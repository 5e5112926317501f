// 防递归策略场景:caller-origin 检查与偏移入口绕过
use crate::test_ctx::{
    self, FakeKernel, ORIG_A, ORIG_CALLS_A, PARENT_INSIDE, PARENT_OUTSIDE, REPL_CALLS_A,
    caller_origin,
};
use kfx_hook::{FENTRY_INSN_SIZE, FtraceHook, HookEngine, RedirectPolicy};
use std::sync::atomic::Ordering;

pub fn scenario_caller_origin_guard() {
    test_ctx::reset();
    let kernel = FakeKernel::new(false);
    kernel.add_symbol("sys_foo", test_ctx::body_a);
    let repl = kernel.add_replacement(test_ctx::repl_takeover);
    let engine = HookEngine::new(&kernel, &kernel, caller_origin());

    let mut hook = FtraceHook::new("sys_foo", repl, ORIG_A.as_ptr());
    engine.install(&mut hook).unwrap();

    // owner 模块内部发起的调用走原始逻辑,不触发 replacement
    assert_eq!(kernel.call_symbol("sys_foo", PARENT_INSIDE, 1), 2);
    assert_eq!(REPL_CALLS_A.load(Ordering::Relaxed), 0);
    assert_eq!(ORIG_CALLS_A.load(Ordering::Relaxed), 1);

    // 外部调用被重定向
    assert_eq!(kernel.call_symbol("sys_foo", PARENT_OUTSIDE, 1), 10);
    assert_eq!(REPL_CALLS_A.load(Ordering::Relaxed), 1);

    engine.remove(&mut hook);
}

pub fn scenario_entry_offset_bypass() {
    test_ctx::reset();
    let kernel = FakeKernel::new(false);
    let addr = kernel.add_symbol("sys_foo", test_ctx::body_a);
    let repl = kernel.add_replacement(test_ctx::repl_a);
    let engine = HookEngine::new(&kernel, &kernel, RedirectPolicy::EntryOffset);

    let mut hook = FtraceHook::new("sys_foo", repl, ORIG_A.as_ptr());
    engine.install(&mut hook).unwrap();
    // original 槽指向插桩点之后
    assert_eq!(ORIG_A.load(Ordering::Acquire), addr + FENTRY_INSN_SIZE);

    // 偏移模式下重定向无条件,即使调用来自 owner 模块内部
    // replacement 经偏移入口抵达原函数,不会再次进入分发
    assert_eq!(kernel.call_symbol("sys_foo", PARENT_INSIDE, 1), 102);
    assert_eq!(REPL_CALLS_A.load(Ordering::Relaxed), 1);
    assert_eq!(ORIG_CALLS_A.load(Ordering::Relaxed), 1);

    engine.remove(&mut hook);
    assert_eq!(kernel.call_symbol("sys_foo", PARENT_INSIDE, 1), 2);
}

pub fn scenario_mixed_callers() {
    test_ctx::reset();
    let kernel = FakeKernel::new(false);
    kernel.add_symbol("sys_foo", test_ctx::body_a);
    let repl = kernel.add_replacement(test_ctx::repl_a);
    let engine = HookEngine::new(&kernel, &kernel, caller_origin());

    let mut hook = FtraceHook::new("sys_foo", repl, ORIG_A.as_ptr());
    engine.install(&mut hook).unwrap();

    // 内外部调用交替,互不影响
    for round in 0..3 {
        assert_eq!(kernel.call_symbol("sys_foo", PARENT_OUTSIDE, 1), 102);
        assert_eq!(kernel.call_symbol("sys_foo", PARENT_INSIDE, 1), 2);
        assert_eq!(REPL_CALLS_A.load(Ordering::Relaxed), round + 1);
    }
    // 每轮外部调用经 replacement 回调原函数一次,内部调用直达一次
    assert_eq!(ORIG_CALLS_A.load(Ordering::Relaxed), 6);

    engine.remove(&mut hook);
}
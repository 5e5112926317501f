// hook 安装/卸载审计记录的缓冲与格式化
use crate::api::{
    RECORD_ITEM_ERRNO, RECORD_ITEM_NEW_ADDR, RECORD_ITEM_OP, RECORD_ITEM_PID,
    RECORD_ITEM_SYM_NAME, RECORD_ITEM_TIMESTAMP,
};
use crate::runtime::MutexPoisonRecover;
use std::fmt::Write;
use std::sync::Mutex;
use std::sync::atomic::{AtomicBool, Ordering};
use std::time::{SystemTime, UNIX_EPOCH};

// 缓冲上限,超出后淘汰最早的记录
const MAX_RECORDS: usize = 1024;

#[derive(Clone, Copy, Debug, Eq, PartialEq)]
pub(super) enum RecordOp {
    Install,
    Remove,
}

impl RecordOp {
    fn as_str(self) -> &'static str {
        match self {
            Self::Install => "install",
            Self::Remove => "remove",
        }
    }
}

pub(super) struct RecordEntry {
    op: RecordOp,
    ts_ms: u64,
    pid: i32,
    status_code: i32,
    sym_name: String,
    new_addr: usize,
}

#[inline]
fn now_ms() -> u64 {
    SystemTime::now()
        .duration_since(UNIX_EPOCH)
        .map(|duration| duration.as_millis() as u64)
        .unwrap_or(0)
}

pub(super) struct RecordBuffer {
    recordable: AtomicBool,
    entries: Mutex<Vec<RecordEntry>>,
}

impl RecordBuffer {
    pub(super) fn new() -> Self {
        Self {
            recordable: AtomicBool::new(false),
            entries: Mutex::new(Vec::new()),
        }
    }

    pub(super) fn set_recordable(&self, recordable: bool) {
        self.recordable.store(recordable, Ordering::SeqCst);
    }

    pub(super) fn recordable(&self) -> bool {
        self.recordable.load(Ordering::Relaxed)
    }

    // recordable 关闭时静默丢弃,满时淘汰队首
    pub(super) fn push(&self, op: RecordOp, sym_name: &str, new_addr: usize, status_code: i32) {
        if !self.recordable() {
            return;
        }
        let entry = RecordEntry {
            op,
            ts_ms: now_ms(),
            pid: unsafe { libc::getpid() },
            status_code,
            sym_name: sym_name.to_string(),
            new_addr,
        };
        let mut entries = self.entries.lock_or_poison();
        if entries.len() >= MAX_RECORDS {
            entries.remove(0);
        }
        entries.push(entry);
    }

    // 按字段掩码导出记录文本,recordable 关闭时返回 None
    pub(super) fn format(&self, item_flags: u32) -> Option<String> {
        if !self.recordable() {
            return None;
        }
        let entries = self.entries.lock_or_poison();
        let mut out = String::new();
        for entry in entries.iter() {
            let mut fields: Vec<String> = Vec::new();
            if item_flags & RECORD_ITEM_TIMESTAMP != 0 {
                fields.push(entry.ts_ms.to_string());
            }
            if item_flags & RECORD_ITEM_PID != 0 {
                fields.push(entry.pid.to_string());
            }
            if item_flags & RECORD_ITEM_OP != 0 {
                fields.push(entry.op.as_str().to_string());
            }
            if item_flags & RECORD_ITEM_SYM_NAME != 0 {
                fields.push(entry.sym_name.clone());
            }
            if item_flags & RECORD_ITEM_NEW_ADDR != 0 {
                fields.push(format!("0x{:x}", entry.new_addr));
            }
            if item_flags & RECORD_ITEM_ERRNO != 0 {
                fields.push(entry.status_code.to_string());
            }
            let _ = writeln!(out, "{}", fields.join(","));
        }
        Some(out)
    }
}
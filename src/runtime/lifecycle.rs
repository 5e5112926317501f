// hook 生命周期:解析 -> 登记拦截目标 -> 发布分发 -> (之后) 注销
use crate::api::{FtraceHook, HookState};
use crate::errno::Errno;
use crate::log;
use std::ptr;
use std::sync::Arc;

use super::engine::{DispatchSlot, FENTRY_INSN_SIZE, RedirectPolicy};
use super::record::{RecordBuffer, RecordOp};
use super::resolver::{LookupPort, SymbolResolver};
use super::table::InterceptTable;

#[cfg(test)]
mod tests;

// hook 引擎:持有拦截表与查询端口能力,防递归策略构造时一次性选定
// 引擎从不持有描述符,install/remove 期间可变借用调用方的存储
pub struct HookEngine<'k> {
    table: &'k dyn InterceptTable,
    resolver: SymbolResolver<'k>,
    policy: RedirectPolicy,
    records: RecordBuffer,
}

impl<'k> HookEngine<'k> {
    pub fn new(
        table: &'k dyn InterceptTable,
        port: &'k dyn LookupPort,
        policy: RedirectPolicy,
    ) -> Self {
        Self {
            table,
            resolver: SymbolResolver::new(port),
            policy,
            records: RecordBuffer::new(),
        }
    }

    pub fn policy(&self) -> RedirectPolicy {
        self.policy
    }

    // 导出符号查询能力
    pub fn lookup(&self, name: &str) -> Result<usize, Errno> {
        self.resolver.resolve(name)
    }

    // 解析地址并写入 original 槽,失败时 hook 停留在 Created
    // original 槽在 hook 发布前就绪,replacement 安装后立刻回调也能抵达原函数
    pub fn resolve_address(&self, hook: &mut FtraceHook) -> Result<(), Errno> {
        if hook.original.is_null() {
            return Err(Errno::InvalidArg);
        }
        let address = self.resolver.resolve(&hook.name)?;
        hook.address = address;

        let original = match self.policy {
            RedirectPolicy::CallerOrigin { .. } => address,
            RedirectPolicy::EntryOffset => address + FENTRY_INSN_SIZE,
        };
        unsafe {
            ptr::write(hook.original, original);
        }
        hook.state = HookState::Resolved;
        Ok(())
    }

    // 安装:任一步骤失败时回退本 hook 已完成的步骤,不留下半安装状态
    pub fn install(&self, hook: &mut FtraceHook) -> Result<(), Errno> {
        match hook.state {
            HookState::Installed => return Err(Errno::Repeat),
            // remove 已复位解析结果,Removed 按 Created 重新解析
            HookState::Created | HookState::Removed => {
                if let Err(err) = self.resolve_address(hook) {
                    self.records
                        .push(RecordOp::Install, &hook.name, hook.replacement, err.as_i32());
                    return Err(err);
                }
            }
            HookState::Resolved => {}
        }

        let slot = DispatchSlot::new(hook.replacement, self.policy);
        if let Err(err) = self.table.set_filter(&slot, hook.address) {
            log::warn(format_args!("set_filter failed for {}: {:?}", hook.name, err));
            self.records
                .push(RecordOp::Install, &hook.name, hook.replacement, err.as_i32());
            return Err(err);
        }

        // 先以原子方式发布 live 标志,拦截表开始路由的瞬间 slot 已完整可见
        slot.publish();
        if let Err(err) = self.table.register_thunk(&slot) {
            slot.retract();
            if let Err(undo) = self.table.clear_filter(&slot, hook.address) {
                log::error(format_args!(
                    "clear_filter during undo failed for {}: {:?}",
                    hook.name, undo
                ));
            }
            log::warn(format_args!(
                "register_thunk failed for {}: {:?}",
                hook.name, err
            ));
            self.records
                .push(RecordOp::Install, &hook.name, hook.replacement, err.as_i32());
            return Err(err);
        }

        hook.slot = Some(slot);
        hook.state = HookState::Installed;
        log::debug(format_args!(
            "installed {} at 0x{:x}",
            hook.name, hook.address
        ));
        self.records
            .push(RecordOp::Install, &hook.name, hook.replacement, 0);
        Ok(())
    }

    // 卸载:两步独立尝试,失败只记日志不上抛,主要在 teardown 路径调用
    // 对未安装或已卸载的 hook 幂等
    pub fn remove(&self, hook: &mut FtraceHook) {
        let Some(slot) = hook.slot.take() else {
            return;
        };
        let status = self.teardown(&slot, hook);
        self.records
            .push(RecordOp::Remove, &hook.name, hook.replacement, status);

        // 复位解析结果,Removed 的 hook 可重新安装
        hook.address = 0;
        hook.state = HookState::Removed;
    }

    // 批量失败回退:卸载但保留解析结果,hook 回到 Resolved
    pub(super) fn rollback(&self, hook: &mut FtraceHook) {
        let Some(slot) = hook.slot.take() else {
            return;
        };
        let _ = self.teardown(&slot, hook);
        hook.state = HookState::Resolved;
    }

    // 先注销 thunk 阻断分发,再撤下 live 标志并清除拦截目标登记
    // 返回首个失败步骤的错误码,仅用于审计记录
    fn teardown(&self, slot: &Arc<DispatchSlot>, hook: &FtraceHook) -> i32 {
        let mut status = 0;
        if let Err(err) = self.table.unregister_thunk(slot) {
            log::warn(format_args!(
                "unregister_thunk failed for {}: {:?}",
                hook.name, err
            ));
            status = err.as_i32();
        }
        slot.retract();
        if let Err(err) = self.table.clear_filter(slot, hook.address) {
            log::warn(format_args!(
                "clear_filter failed for {}: {:?}",
                hook.name, err
            ));
            if status == 0 {
                status = err.as_i32();
            }
        }
        status
    }

    pub fn set_recordable(&self, recordable: bool) {
        self.records.set_recordable(recordable);
    }

    pub fn get_recordable(&self) -> bool {
        self.records.recordable()
    }

    // 按字段掩码导出审计记录,recordable 关闭时返回 None
    pub fn get_records(&self, item_flags: u32) -> Option<String> {
        self.records.format(item_flags)
    }
}
mod scenarios;
mod test_ctx;

use kfx_hook::set_debug;

fn main() {
    set_debug(true);
    scenarios::run_all();
    println!("hook_test all scenarios passed");
}
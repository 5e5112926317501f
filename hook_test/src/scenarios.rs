mod basic;
mod batch;
mod recursion;

pub fn run_all() {
    run("install-roundtrip", basic::scenario_install_roundtrip);
    run("remove-idempotent", basic::scenario_remove_idempotent);
    run("unknown-symbol", basic::scenario_unknown_symbol);
    run("thunk-failure-undo", basic::scenario_thunk_failure_undo);
    run("records", basic::scenario_records);
    run(
        "hidden-lookup-probe-once",
        basic::scenario_hidden_lookup_probe_once,
    );
    run("caller-origin-guard", recursion::scenario_caller_origin_guard);
    run("entry-offset-bypass", recursion::scenario_entry_offset_bypass);
    run("mixed-callers", recursion::scenario_mixed_callers);
    run("batch-atomic-rollback", batch::scenario_batch_atomic_rollback);
    run(
        "batch-success-remove-all",
        batch::scenario_batch_success_remove_all,
    );
}

fn run(name: &str, scenario: fn()) {
    println!("scenario: {name}");
    scenario();
}
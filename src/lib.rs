#![allow(unsafe_op_in_unsafe_fn)]
#![allow(clippy::missing_safety_doc)]

// 公共数据模型:hook 描述符、状态与记录掩码
mod api;
// 错误码定义
mod errno;
// 日志输出,printk 风格写入 stderr
mod log;
// 运行时:符号解析、重定向引擎、生命周期与批量安装
mod runtime;

pub use api::{
    FtraceHook, HookState, RECORD_ITEM_ALL, RECORD_ITEM_ERRNO, RECORD_ITEM_NEW_ADDR,
    RECORD_ITEM_OP, RECORD_ITEM_PID, RECORD_ITEM_SYM_NAME, RECORD_ITEM_TIMESTAMP, get_debug,
    set_debug,
};
pub use errno::Errno;
pub use runtime::{
    CallFrame, DispatchSlot, FENTRY_INSN_SIZE, HookEngine, InterceptTable, LookupPort,
    RedirectPolicy, SymbolResolver,
};
use std::fmt;
use std::sync::atomic::{AtomicI32, Ordering};

// printk 风格的严重级别,数值越小越严重
pub const KERN_ERR: i32 = 3;
pub const KERN_WARNING: i32 = 4;
pub const KERN_INFO: i32 = 6;
pub const KERN_DEBUG: i32 = 7;

const LOG_TAG: &str = "kfx_hook";

// 输出阈值,级别不高于阈值的记录才写出
static LOG_LEVEL: AtomicI32 = AtomicI32::new(KERN_WARNING);

// 设置日志级别,启用时输出 DEBUG 及以上,禁用时仅输出 WARNING 及以上
pub fn set_debug_enabled(enabled: bool) {
    let level = if enabled { KERN_DEBUG } else { KERN_WARNING };
    LOG_LEVEL.store(level, Ordering::SeqCst);
}

pub fn debug_enabled() -> bool {
    LOG_LEVEL.load(Ordering::Relaxed) >= KERN_DEBUG
}

fn enabled(level: i32) -> bool {
    level <= LOG_LEVEL.load(Ordering::Relaxed)
}

fn write_log(level: i32, args: fmt::Arguments) {
    if !enabled(level) {
        return;
    }

    let line = format!("<{level}>{LOG_TAG}: {args}\n");
    let bytes = line.as_bytes();
    unsafe {
        let _ = libc::write(
            libc::STDERR_FILENO,
            bytes.as_ptr() as *const libc::c_void,
            bytes.len(),
        );
    }
}

pub(crate) fn info(args: fmt::Arguments) {
    write_log(KERN_INFO, args);
}

pub(crate) fn debug(args: fmt::Arguments) {
    write_log(KERN_DEBUG, args);
}

pub(crate) fn warn(args: fmt::Arguments) {
    write_log(KERN_WARNING, args);
}

pub(crate) fn error(args: fmt::Arguments) {
    write_log(KERN_ERR, args);
}
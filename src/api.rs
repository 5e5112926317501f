// 公共数据模型:hook 描述符与生命周期状态
use crate::runtime::DispatchSlot;
use std::sync::Arc;

// hook 生命周期状态机:Created -> Resolved -> Installed -> Removed
// remove 会复位解析结果,Removed 的 hook 允许重新安装
#[derive(Clone, Copy, Debug, Eq, PartialEq)]
pub enum HookState {
    Created,
    Resolved,
    Installed,
    Removed,
}

// 审计记录字段掩码
pub const RECORD_ITEM_ALL: u32 = 0xFF;
pub const RECORD_ITEM_TIMESTAMP: u32 = 1 << 0;
pub const RECORD_ITEM_PID: u32 = 1 << 1;
pub const RECORD_ITEM_OP: u32 = 1 << 2;
pub const RECORD_ITEM_SYM_NAME: u32 = 1 << 3;
pub const RECORD_ITEM_NEW_ADDR: u32 = 1 << 4;
pub const RECORD_ITEM_ERRNO: u32 = 1 << 5;

// hook 描述符,存储由调用方持有,本库只在 install/remove 期间可变借用
// original 指向调用方自有的槽,解析成功后写入可抵达原函数的地址
// 该指针必须在 install 到 remove 的整个区间内有效,期间不得移动或释放
pub struct FtraceHook {
    pub(crate) name: String,
    pub(crate) replacement: usize,
    pub(crate) original: *mut usize,
    pub(crate) address: usize,
    pub(crate) slot: Option<Arc<DispatchSlot>>,
    pub(crate) state: HookState,
}

impl FtraceHook {
    pub fn new(name: &str, replacement: usize, original: *mut usize) -> Self {
        Self {
            name: name.to_string(),
            replacement,
            original,
            address: 0,
            slot: None,
            state: HookState::Created,
        }
    }

    pub fn name(&self) -> &str {
        &self.name
    }

    pub fn replacement(&self) -> usize {
        self.replacement
    }

    // 解析出的运行时地址,未解析时为 0
    pub fn address(&self) -> usize {
        self.address
    }

    pub fn state(&self) -> HookState {
        self.state
    }

    pub fn is_installed(&self) -> bool {
        self.state == HookState::Installed
    }
}

pub fn set_debug(debug: bool) {
    crate::log::set_debug_enabled(debug);
}

pub fn get_debug() -> bool {
    crate::log::debug_enabled()
}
* * * * *
-- Exercise prompt --
Show the lines of the records that include the string "Created".

-- Worked solution --
    // 解析地址并写入 original 槽,失败时 hook 停留在 Created
            // remove 已复位解析结果,Removed 按 Created 重新解析
            HookState::Created | HookState::Removed => {
// hook 生命周期状态机:Created -> Resolved -> Installed -> Removed
    Created,
            state: HookState::Created,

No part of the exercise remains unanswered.